Quando eu estava no quarto ano primário, meus pais me compraram um livro grosso, de capa azul, chamado Admissão. Hoje eu acredito que o título não devia ser apenas este, mas isso não importa muito. Era o maior livro que eu já havia ganho – a exemplo das apostilas do cursinho, que eu viria a conhecer muito mais tarde, aquele livro trazia uma série de exercícios preparatórios para o ingresso no curso ginasial. Naquela época, o nível de ensino das escolas públicas era imbatível e, na cidade de Jundiaí onde eu vivia, havia dois colégios especialmente concorridos: o Instituto de Educação e o Geva, que se não me engano era a abreviatura de Ginásio Estadual de Vila Arens, bairro vizinho ao meu. Então, naquele ano, eu tinha as aulas regulares do primário, durante as manhãs, e as aulas do famoso curso de admissão, no período da tarde. Eu achava que estudava muito, mas quando vejo as crianças de hoje, espremidas entre a escola, a esgrima, a natação, o balé, o inglês e a computação, eu volto a me sentir um Macunaíma. No final do ano, quando eu já devia ter feito todos os exercícios do livro, o governo mudou o sistema de ensino, acabou com o exame de admissão e nos obrigou a estudar nas escolas do bairro em que vivíamos. Meu sonho de ir para o exclusivo Instituto de Educação, e poder usar aqueles guarda-pós brancos até a altura do joelho, morreu na véspera.
Mas algo sobrevive em mim desde aquele período, por mais prosaico que possa parecer. É um conto que integrava o capítulo de língua portuguesa no livro de admissão. O conto falava de um homem extremamente solitário que, ao se levantar às três horas de uma manhã qualquer para tomar água, viu uma formiga atravessando rapidamente a mesa de fórmica da sua cozinha.
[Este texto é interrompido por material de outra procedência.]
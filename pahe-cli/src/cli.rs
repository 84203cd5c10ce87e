use clap::Parser;
use pahe_engine::ProxyType;
use pahe_engine::config::DEFAULT_REFERER;
use pahe_engine::hls::ResolutionPreference;
use std::path::PathBuf;

/// Define CLI arguments
#[derive(Parser, Debug)]
#[command(
    version,
    about = "Episode HLS downloader",
    long_about = "Downloads episodes served as HLS streams and saves each one as a single file.\n\
                  \n\
                  Every TOKEN is one episode session. The tool resolves the master playlist,\n\
                  picks a variant by resolution and audio language, fetches AES-128 keys once\n\
                  per key URI, downloads and decrypts the segments concurrently and joins them\n\
                  in playlist order. Tokens are numbered from --first-episode."
)]
pub struct CliArgs {
    /// Episode session tokens, in episode order
    #[arg(
        required = true,
        value_name = "TOKEN",
        help = "Episode session token(s); several tokens download a batch in order"
    )]
    pub tokens: Vec<String>,

    /// Output directory for assembled episodes
    #[arg(
        short,
        long,
        default_value = ".",
        help = "Directory where episodes and pahe.log are written"
    )]
    pub output_dir: PathBuf,

    /// Output file name template with placeholders
    #[arg(
        short = 'n',
        long = "name",
        help = "Output file name template without extension. Supported placeholders: %s (series), %e (zero-padded episode), %r (resolution), %t (token). Default: \"<Series> - <NN>\""
    )]
    pub name_template: Option<String>,

    /// Series title used in output names
    #[arg(long, help = "Series title used in output file names")]
    pub series: Option<String>,

    /// Number of the first episode
    #[arg(
        long,
        default_value = "1",
        help = "Episode number given to the first token"
    )]
    pub first_episode: u32,

    /// Preferred resolution
    #[arg(
        short,
        long,
        default_value = "highest",
        help = "Vertical resolution to download (e.g. 720 or 1080p), or 'highest'"
    )]
    pub resolution: ResolutionPreference,

    /// Preferred audio language
    #[arg(
        short,
        long,
        help = "Audio language to require (e.g. jpn, eng); episodes without it fail"
    )]
    pub audio: Option<String>,

    /// Number of concurrent segment downloads
    #[arg(
        short,
        long,
        default_value = "5",
        help = "Maximum number of segments downloaded at once"
    )]
    pub threads: usize,

    /// Segment retry attempts
    #[arg(
        long,
        default_value = "2",
        help = "Number of retries for a failed segment download, on top of the first attempt"
    )]
    pub retries: u32,

    /// Only print the media playlist URL
    #[arg(
        short,
        long,
        help = "Print the selected media playlist URL instead of downloading"
    )]
    pub link_only: bool,

    /// Remux through ffmpeg
    #[arg(
        long,
        help = "Remux the joined segments into an MP4 container with ffmpeg (stream copy)"
    )]
    pub remux: bool,

    /// ffmpeg executable
    #[arg(
        long,
        default_value = "ffmpeg",
        help = "Path to the ffmpeg executable used by --remux"
    )]
    pub ffmpeg: PathBuf,

    /// Replace existing episodes
    #[arg(
        short,
        long,
        help = "Download episodes again even if the output file already exists"
    )]
    pub force: bool,

    /// Referer sent with every request
    #[arg(
        long,
        env = "PAHE_REFERER",
        default_value = DEFAULT_REFERER,
        help = "Referer header sent with every request; the CDN rejects requests without it"
    )]
    pub referer: String,

    /// Master playlist URL template
    #[arg(
        long,
        env = "PAHE_PLAYLIST_TEMPLATE",
        help = "Master playlist URL template; {token} is replaced by the episode token"
    )]
    pub playlist_template: Option<String>,

    /// Custom HTTP headers for download requests
    #[arg(
        long = "header",
        short = 'H',
        help = "Add custom HTTP header to requests (can be used multiple times). Format: 'Name: Value'",
        value_name = "HEADER"
    )]
    pub headers: Vec<String>,

    /// Proxy URL (e.g., "http://proxy.example.com:8080")
    #[arg(
        long,
        help = "Proxy server URL for downloads (e.g., \"http://proxy.example.com:8080\")"
    )]
    pub proxy: Option<String>,

    /// Proxy type
    #[arg(long, value_enum, default_value_t = ProxyType::All, help = "Proxy type")]
    pub proxy_type: ProxyType,

    /// Proxy username
    #[arg(long, requires = "proxy_pass", help = "Username for proxy authentication")]
    pub proxy_user: Option<String>,

    /// Proxy password
    #[arg(long, requires = "proxy_user", help = "Password for proxy authentication")]
    pub proxy_pass: Option<String>,

    /// Disable all proxy settings for downloads
    #[arg(
        long,
        conflicts_with = "proxy",
        help = "Disable all proxy settings (including system proxy) for downloads"
    )]
    pub no_proxy: bool,

    /// Overall timeout in seconds
    #[arg(
        long,
        default_value = "0",
        help = "Overall timeout in seconds for HTTP requests (0 disables it)"
    )]
    pub timeout: u64,

    /// Connection timeout in seconds
    #[arg(
        long,
        default_value = "10",
        help = "Connection timeout in seconds (time to establish initial connection)"
    )]
    pub connect_timeout: u64,

    /// Read timeout in seconds
    #[arg(
        long,
        default_value = "30",
        help = "Read timeout in seconds (maximum time between receiving data chunks)"
    )]
    pub read_timeout: u64,

    /// Playlist timeout in seconds
    #[arg(
        long,
        default_value = "15",
        help = "Timeout for master and media playlist requests in seconds"
    )]
    pub playlist_timeout: u64,

    /// Segment timeout in seconds
    #[arg(
        long,
        default_value = "30",
        help = "Timeout for individual segment downloads in seconds"
    )]
    pub segment_timeout: u64,

    /// Key timeout in seconds
    #[arg(
        long,
        default_value = "10",
        help = "Timeout for decryption key requests in seconds"
    )]
    pub key_timeout: u64,

    /// Derive missing IVs from the media sequence number
    #[arg(
        long,
        help = "Use the segment media sequence number as IV when a key declares none (default: all-zero IV)"
    )]
    pub iv_from_sequence: bool,

    /// Show progress bars
    #[arg(
        short = 'P',
        long = "progress",
        help = "Show a progress bar per episode"
    )]
    pub show_progress: bool,

    /// Enable verbose logging
    #[arg(short, long, conflicts_with = "quiet", help = "Enable detailed debug logging")]
    pub verbose: bool,

    /// Only log errors
    #[arg(short, long, help = "Only log errors")]
    pub quiet: bool,
}

#[cfg(test)]
mod tests {
    use super::*;

    #[test]
    fn test_defaults() {
        let args = CliArgs::try_parse_from(["pahe", "tok1"]).unwrap();
        assert_eq!(args.tokens, vec!["tok1".to_string()]);
        assert_eq!(args.resolution, ResolutionPreference::Highest);
        assert_eq!(args.threads, 5);
        assert_eq!(args.retries, 2);
        assert_eq!(args.first_episode, 1);
        assert_eq!(args.proxy_type, ProxyType::All);
        assert!(!args.link_only);
    }

    #[test]
    fn test_batch_options() {
        let args = CliArgs::try_parse_from([
            "pahe",
            "-r",
            "720p",
            "-a",
            "eng",
            "-t",
            "8",
            "--series",
            "Show",
            "--first-episode",
            "12",
            "-H",
            "Origin: https://kwik.cx",
            "--proxy",
            "127.0.0.1:1080",
            "--proxy-type",
            "socks5",
            "a",
            "b",
        ])
        .unwrap();
        assert_eq!(args.resolution, ResolutionPreference::Exact(720));
        assert_eq!(args.audio.as_deref(), Some("eng"));
        assert_eq!(args.threads, 8);
        assert_eq!(args.first_episode, 12);
        assert_eq!(args.tokens.len(), 2);
        assert_eq!(args.headers.len(), 1);
        assert_eq!(args.proxy_type, ProxyType::Socks5);
    }

    #[test]
    fn test_rejects_bad_input() {
        assert!(CliArgs::try_parse_from(["pahe"]).is_err());
        assert!(CliArgs::try_parse_from(["pahe", "-r", "tall", "tok"]).is_err());
        assert!(CliArgs::try_parse_from(["pahe", "-v", "-q", "tok"]).is_err());
        assert!(CliArgs::try_parse_from(["pahe", "--proxy-user", "u", "tok"]).is_err());
    }
}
Insone e melancólico, ele passou a enfeitar a vida daquela formiguinha com uma série de detalhes absolutamente humanos: imaginou o lugar em que ela vivia, as funções que era orientada a cumprir ao longo do dia, os filhinhos a alimentar e uma rotina estafante que a obrigava a estar no batente às três da madrugada. Na noite seguinte, ele se levanta no mesmo horário e vai até a cozinha para ver se sua visitante estava por perto. E lá estava ela, cruzando a mesa na mesma direção, sem se importar com a presença ameaçadora dele no cenário.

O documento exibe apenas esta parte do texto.